There were certainly homeowners who began to question the sustainability of refinancing over the long term or challenged the old folktale that real estate values only go up, and took the opportunity to sell their homes, pocket their gains, and downsize to lower-priced homes, with smaller mortgages or no mortgages at all. Others may have shared the same feelings but, depending on their situation, pursued homeownership by all means necessary.
When The Music Stops?
Fast-forward to today: real estate values are softening in certain markets, and trans-action-related nightmares include the inability or unwillingness to close on purchases, in some cases jeopardizing a series of related transactions. There has also been a reduction in purchasing sentiment and an increase in borrowing costs and qualifying hurdles, meaning it is now unfortunately judgment day for a segment of homeowners, including new owners who purchased real estate at the peak of the market and are witnessing their neighbours’ homes selling months after their purchase for hundreds of thousands of dollars less than they paid for them.

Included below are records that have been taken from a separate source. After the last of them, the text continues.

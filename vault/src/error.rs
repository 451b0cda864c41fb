//! Vault error types using thiserror 2.0.
//!
//! Transport failures are split by kind (connect, timeout, TLS) so callers
//! and retry closures can tell a connectivity problem from a server-reported
//! error.

use std::error::Error as StdError;

use thiserror::Error;
use vault_json::JsonError;

/// Vault-specific errors.
#[derive(Error, Debug)]
pub enum VaultError {
    /// Could not establish a connection (DNS, refused, unreachable)
    #[error("Connection failed: {0}")]
    Connect(String),

    /// Connect or read deadline exceeded
    #[error("Request timed out: {0}")]
    Timeout(String),

    /// Certificate validation or trust material failure
    #[error("TLS error: {0}")]
    Tls(String),

    /// Request could not be built (bad URL, header, method)
    #[error("Invalid request: {0}")]
    InvalidRequest(String),

    /// Invalid configuration
    #[error("Invalid configuration: {0}")]
    InvalidConfig(String),

    /// Non-success status, classified as a failure by the caller
    #[error("Vault responded with status {status}: {body}")]
    HttpStatus {
        /// HTTP status code
        status: u16,
        /// Raw response body, lossily decoded
        body: String,
    },

    /// JSON error
    #[error("JSON error: {0}")]
    Json(#[from] JsonError),
}

/// Result type for Vault operations.
pub type VaultResult<T> = Result<T, VaultError>;

impl VaultError {
    /// Check if error is retryable.
    ///
    /// Connectivity failures, rate limiting and server-side errors are
    /// transient; everything else will fail the same way again.
    #[must_use]
    pub const fn is_retryable(&self) -> bool {
        match self {
            Self::Connect(_) | Self::Timeout(_) => true,
            Self::HttpStatus { status, .. } => *status == 429 || *status >= 500,
            _ => false,
        }
    }

    /// Status code for HTTP-level failures.
    #[must_use]
    pub const fn status(&self) -> Option<u16> {
        match self {
            Self::HttpStatus { status, .. } => Some(*status),
            _ => None,
        }
    }

    /// Create a connection error.
    #[must_use]
    pub fn connect(msg: impl Into<String>) -> Self {
        Self::Connect(msg.into())
    }

    /// Create a timeout error.
    #[must_use]
    pub fn timeout(msg: impl Into<String>) -> Self {
        Self::Timeout(msg.into())
    }

    /// Create a TLS error.
    #[must_use]
    pub fn tls(msg: impl Into<String>) -> Self {
        Self::Tls(msg.into())
    }

    /// Create an invalid request error.
    #[must_use]
    pub fn invalid_request(msg: impl Into<String>) -> Self {
        Self::InvalidRequest(msg.into())
    }

    /// Create an invalid configuration error.
    #[must_use]
    pub fn invalid_config(msg: impl Into<String>) -> Self {
        Self::InvalidConfig(msg.into())
    }

    /// Create an HTTP status error from a raw body.
    #[must_use]
    pub fn http_status(status: u16, body: &[u8]) -> Self {
        Self::HttpStatus {
            status,
            body: String::from_utf8_lossy(body).into_owned(),
        }
    }

    /// Classify a reqwest failure into connect, timeout or TLS.
    #[must_use]
    pub fn from_reqwest(err: &reqwest::Error) -> Self {
        let detail = describe_chain(err);
        if err.is_timeout() {
            Self::Timeout(detail)
        } else if is_tls_failure(err) {
            Self::Tls(detail)
        } else if err.is_builder() {
            Self::InvalidRequest(detail)
        } else {
            Self::Connect(detail)
        }
    }
}

/// Join an error and all of its sources into one line.
fn describe_chain(err: &(dyn StdError + 'static)) -> String {
    let mut parts = vec![err.to_string()];
    let mut current = err.source();
    while let Some(cause) = current {
        let text = cause.to_string();
        if !parts.iter().any(|p| p.contains(&text)) {
            parts.push(text);
        }
        current = cause.source();
    }
    parts.join(": ")
}

/// True when a rustls error appears anywhere in the source chain.
///
/// hyper nests handshake failures two `io::Error` layers deep, and
/// `io::Error::source()` skips a custom payload, so the walk descends into
/// `get_ref()` instead.
fn is_tls_failure(err: &(dyn StdError + 'static)) -> bool {
    let mut current = Some(err);
    while let Some(e) = current {
        if e.downcast_ref::<rustls::Error>().is_some() {
            return true;
        }
        current = match e.downcast_ref::<std::io::Error>().and_then(std::io::Error::get_ref) {
            Some(inner) => Some(inner as &(dyn StdError + 'static)),
            None => e.source(),
        };
    }
    false
}

#[cfg(test)]
mod tests {
    use super::*;

    #[test]
    fn test_error_display() {
        let err = VaultError::connect("connection refused");
        assert_eq!(err.to_string(), "Connection failed: connection refused");

        let err = VaultError::http_status(503, b"{\"errors\":[]}");
        assert_eq!(err.to_string(), "Vault responded with status 503: {\"errors\":[]}");
    }

    #[test]
    fn test_retryable_errors() {
        assert!(VaultError::connect("refused").is_retryable());
        assert!(VaultError::timeout("read").is_retryable());
        assert!(VaultError::http_status(500, b"").is_retryable());
        assert!(VaultError::http_status(429, b"").is_retryable());
        assert!(!VaultError::http_status(404, b"").is_retryable());
        assert!(!VaultError::tls("unknown issuer").is_retryable());
        assert!(!VaultError::invalid_config("addr").is_retryable());
    }

    #[test]
    fn test_status_accessor() {
        assert_eq!(VaultError::http_status(403, b"denied").status(), Some(403));
        assert_eq!(VaultError::timeout("t").status(), None);
    }

    #[test]
    fn test_from_json_error() {
        let json_err = vault_json::parse_str("{").unwrap_err();
        let vault_err: VaultError = json_err.into();
        assert!(matches!(vault_err, VaultError::Json(JsonError::Parse { .. })));
    }

    #[test]
    fn test_tls_failure_detected_through_io_error() {
        let tls = rustls::Error::InvalidCertificate(rustls::CertificateError::UnknownIssuer);
        let io = std::io::Error::new(std::io::ErrorKind::InvalidData, tls);
        assert!(is_tls_failure(&io));

        let plain = std::io::Error::new(std::io::ErrorKind::ConnectionRefused, "refused");
        assert!(!is_tls_failure(&plain));
    }

    #[test]
    fn test_tls_failure_detected_through_nested_io_errors() {
        let tls = rustls::Error::InvalidCertificate(rustls::CertificateError::UnknownIssuer);
        let inner = std::io::Error::new(std::io::ErrorKind::InvalidData, tls);
        let outer = std::io::Error::other(inner);
        assert!(is_tls_failure(&outer));

        let refused = std::io::Error::other(std::io::Error::new(
            std::io::ErrorKind::ConnectionRefused,
            "refused",
        ));
        assert!(!is_tls_failure(&refused));
    }

    #[test]
    fn test_chain_description() {
        let inner = std::io::Error::new(std::io::ErrorKind::TimedOut, "deadline");
        assert_eq!(describe_chain(&inner), "deadline");
    }
}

Similarly, homeowners who have never relied on real estate value increases as a method of supplementing income or servicing existing mortgages are now facing carrying cost increases on certain mortgage products and renewal interest rate increases, all while simultaneously battling an increase in the overall cost of living. In summary, the run-up in real estate values created a false sense of reality and security for a segment of homeowners.
To make matters more challenging, most non-bank private lenders that ordinarily provide alternative financing options to homeowners who are unable to qualify for institutional financing for one or more reasons have adjusted how they underwrite, condition and approve their mortgages. In other words, the private lenders that would ordinarily be stepping up to bat to fill the void and provide bailout funding to homeowners in need are not as willing to do so. This presents a Catch-22. While private mortgage lenders are rightfully prioritizing their duty to safeguard their investors’ capital, the homeowner, in need of private financing, no longer has this option, or at least not to the same extent as during a rising and more predictable real estate market.
In Summary.
In my view, it is evident that a recalibration is occurring before our eyes that appears to mark the end of the line for a segment of existing homeowners unable to sustain homeownership without year-over-year real estate inflation and a transition of the prime borrowers of yesterday to the non-prime borrowers of today.
In summary, it is my opinion that being cognizant of evident realities is simply a sound approach for industry professionals and consumers alike to navigate the current real estate terrain.